*What you should do*
Respond with nothing but the number of lines in this data that include the word "push".

Data entries
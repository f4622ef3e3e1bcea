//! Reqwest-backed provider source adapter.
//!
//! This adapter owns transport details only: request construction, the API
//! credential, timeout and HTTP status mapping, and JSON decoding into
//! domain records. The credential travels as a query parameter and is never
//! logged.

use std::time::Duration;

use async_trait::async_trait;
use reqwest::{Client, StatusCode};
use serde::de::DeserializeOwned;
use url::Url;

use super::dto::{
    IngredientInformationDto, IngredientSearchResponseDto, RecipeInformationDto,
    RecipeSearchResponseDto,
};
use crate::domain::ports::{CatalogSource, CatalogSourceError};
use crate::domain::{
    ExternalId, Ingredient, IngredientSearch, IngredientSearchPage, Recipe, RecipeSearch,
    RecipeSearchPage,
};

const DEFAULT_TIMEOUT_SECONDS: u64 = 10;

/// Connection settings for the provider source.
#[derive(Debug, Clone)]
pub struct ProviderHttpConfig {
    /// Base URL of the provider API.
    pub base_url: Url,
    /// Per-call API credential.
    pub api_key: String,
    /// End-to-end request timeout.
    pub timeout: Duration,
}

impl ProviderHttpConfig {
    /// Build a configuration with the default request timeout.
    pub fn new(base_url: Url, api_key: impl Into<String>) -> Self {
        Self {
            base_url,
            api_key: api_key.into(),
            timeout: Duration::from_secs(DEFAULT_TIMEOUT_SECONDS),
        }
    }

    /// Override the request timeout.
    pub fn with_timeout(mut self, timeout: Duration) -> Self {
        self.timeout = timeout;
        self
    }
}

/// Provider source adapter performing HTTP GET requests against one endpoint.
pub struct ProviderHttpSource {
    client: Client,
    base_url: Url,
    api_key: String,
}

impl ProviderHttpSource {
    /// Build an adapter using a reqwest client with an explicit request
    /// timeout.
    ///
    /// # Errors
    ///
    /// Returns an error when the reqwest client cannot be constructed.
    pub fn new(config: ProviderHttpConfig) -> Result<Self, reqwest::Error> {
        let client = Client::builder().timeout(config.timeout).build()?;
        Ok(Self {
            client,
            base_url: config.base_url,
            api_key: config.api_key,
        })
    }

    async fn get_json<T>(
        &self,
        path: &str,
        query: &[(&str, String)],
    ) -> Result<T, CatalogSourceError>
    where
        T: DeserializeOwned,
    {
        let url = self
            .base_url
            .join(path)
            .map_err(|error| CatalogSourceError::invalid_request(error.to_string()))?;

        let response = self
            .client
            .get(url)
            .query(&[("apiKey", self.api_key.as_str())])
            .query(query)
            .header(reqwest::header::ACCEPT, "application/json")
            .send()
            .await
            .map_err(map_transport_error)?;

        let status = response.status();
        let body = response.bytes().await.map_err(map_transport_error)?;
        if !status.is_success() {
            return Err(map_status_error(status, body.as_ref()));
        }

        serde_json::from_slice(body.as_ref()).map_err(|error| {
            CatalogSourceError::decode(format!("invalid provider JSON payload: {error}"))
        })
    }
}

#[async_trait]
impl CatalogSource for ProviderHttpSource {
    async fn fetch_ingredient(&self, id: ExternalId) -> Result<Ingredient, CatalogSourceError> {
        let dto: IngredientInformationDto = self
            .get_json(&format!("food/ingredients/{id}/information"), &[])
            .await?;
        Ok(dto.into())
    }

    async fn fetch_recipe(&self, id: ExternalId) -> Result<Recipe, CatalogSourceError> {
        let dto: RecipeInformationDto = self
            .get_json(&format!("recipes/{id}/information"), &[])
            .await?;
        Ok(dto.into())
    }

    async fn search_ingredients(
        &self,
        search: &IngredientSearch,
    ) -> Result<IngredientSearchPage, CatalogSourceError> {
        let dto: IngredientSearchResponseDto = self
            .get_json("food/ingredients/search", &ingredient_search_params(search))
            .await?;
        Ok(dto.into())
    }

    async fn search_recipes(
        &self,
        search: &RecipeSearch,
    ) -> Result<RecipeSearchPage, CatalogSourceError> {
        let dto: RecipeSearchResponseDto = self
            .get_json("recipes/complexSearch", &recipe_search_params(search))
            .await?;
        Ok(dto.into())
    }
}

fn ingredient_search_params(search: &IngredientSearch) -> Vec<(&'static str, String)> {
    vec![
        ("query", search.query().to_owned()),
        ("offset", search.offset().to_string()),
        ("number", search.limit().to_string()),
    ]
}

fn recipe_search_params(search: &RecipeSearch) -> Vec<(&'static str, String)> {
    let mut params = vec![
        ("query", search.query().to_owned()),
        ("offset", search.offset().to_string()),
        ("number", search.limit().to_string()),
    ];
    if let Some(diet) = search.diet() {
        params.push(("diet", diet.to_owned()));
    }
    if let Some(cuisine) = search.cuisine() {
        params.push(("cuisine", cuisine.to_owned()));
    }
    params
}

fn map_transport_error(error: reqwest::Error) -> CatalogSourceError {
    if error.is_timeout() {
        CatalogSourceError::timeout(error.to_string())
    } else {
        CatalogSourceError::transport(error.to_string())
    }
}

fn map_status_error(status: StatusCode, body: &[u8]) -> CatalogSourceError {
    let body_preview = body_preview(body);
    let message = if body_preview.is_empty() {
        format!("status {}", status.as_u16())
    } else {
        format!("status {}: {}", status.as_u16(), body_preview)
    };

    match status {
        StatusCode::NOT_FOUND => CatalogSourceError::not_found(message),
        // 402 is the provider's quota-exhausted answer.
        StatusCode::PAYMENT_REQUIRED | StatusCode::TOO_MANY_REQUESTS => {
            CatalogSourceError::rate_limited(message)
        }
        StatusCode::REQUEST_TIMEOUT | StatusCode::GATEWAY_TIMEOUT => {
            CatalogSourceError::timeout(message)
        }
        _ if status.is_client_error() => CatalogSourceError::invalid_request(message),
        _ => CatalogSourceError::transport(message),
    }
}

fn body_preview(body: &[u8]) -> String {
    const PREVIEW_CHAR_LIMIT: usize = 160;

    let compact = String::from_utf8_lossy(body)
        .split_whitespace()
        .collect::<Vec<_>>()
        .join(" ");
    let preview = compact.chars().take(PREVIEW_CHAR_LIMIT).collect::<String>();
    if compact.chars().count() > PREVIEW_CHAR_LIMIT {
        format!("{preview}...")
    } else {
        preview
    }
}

*Answer to the problem*
2